Conjecture 1 (Invariant Subspace Problem, ISP0) Let {H} be an infinite dimensional complex Hilbert space, and let {T: H \rightarrow H} be a bounded linear operator. Then {H} contains a proper closed invariant subspace {V} (thus {TV \subset V}).

As stated this conjecture is quite infinitary in nature. Just for fun, I set myself the task of trying to find an equivalent reformulation of this conjecture that only involved finite-dimensional spaces and operators. This turned out to be somewhat difficult, but not entirely impossible, if one adopts a sufficiently generous version of “finitary” (cf. my discussion of how to finitise the infinitary pigeonhole principle).

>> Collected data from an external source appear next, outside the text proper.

//! Durable, append-only log of [entities::Sample]s.
//!
//! The tracker only ever appends; reading is provided for inspection and tests. The log is
//! independent of the in-memory aggregate, so losing one never affects the other.

pub mod entities;
pub mod sqlite;

use entities::Sample;
#[cfg(test)]
use mockall::automock;
use thiserror::Error;

#[derive(Debug, Error)]
pub enum StoreError {
    #[error("sqlite error: {0}")]
    Sqlite(#[from] rusqlite::Error),
    #[error("failed to prepare storage directory: {0}")]
    Io(#[from] std::io::Error),
    #[error("invalid timestamp {value:?} in activity log")]
    InvalidTimestamp {
        value: String,
        #[source]
        source: chrono::ParseError,
    },
    #[error("activity log is already closed")]
    Closed,
}

/// Interface of the activity log used by the tracking loop.
#[cfg_attr(test, automock)]
pub trait ActivityStore {
    /// Persists a sample. The sample is durable once this returns `Ok`.
    fn append(&mut self, sample: &Sample) -> Result<(), StoreError>;

    /// Releases the underlying storage. Later appends fail with [StoreError::Closed].
    fn close(&mut self) -> Result<(), StoreError>;
}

Unfortunately, the finitary formulation that I arrived at ended up being rather complicated (in particular, involving the concept of a “barrier”), and did not obviously suggest a path to resolving the conjecture; but it did at least provide some simpler finitary consequences of the conjecture which might be worth focusing on as subproblems.

I should point out that the arguments here are quite “soft” in nature and are not really addressing the heart of the invariant subspace problem; but I think it is still of interest to observe that this problem is not purely an infinitary problem, and does have some non-trivial finitary consequences.

I am indebted to Henry Towsner for many discussions on this topic.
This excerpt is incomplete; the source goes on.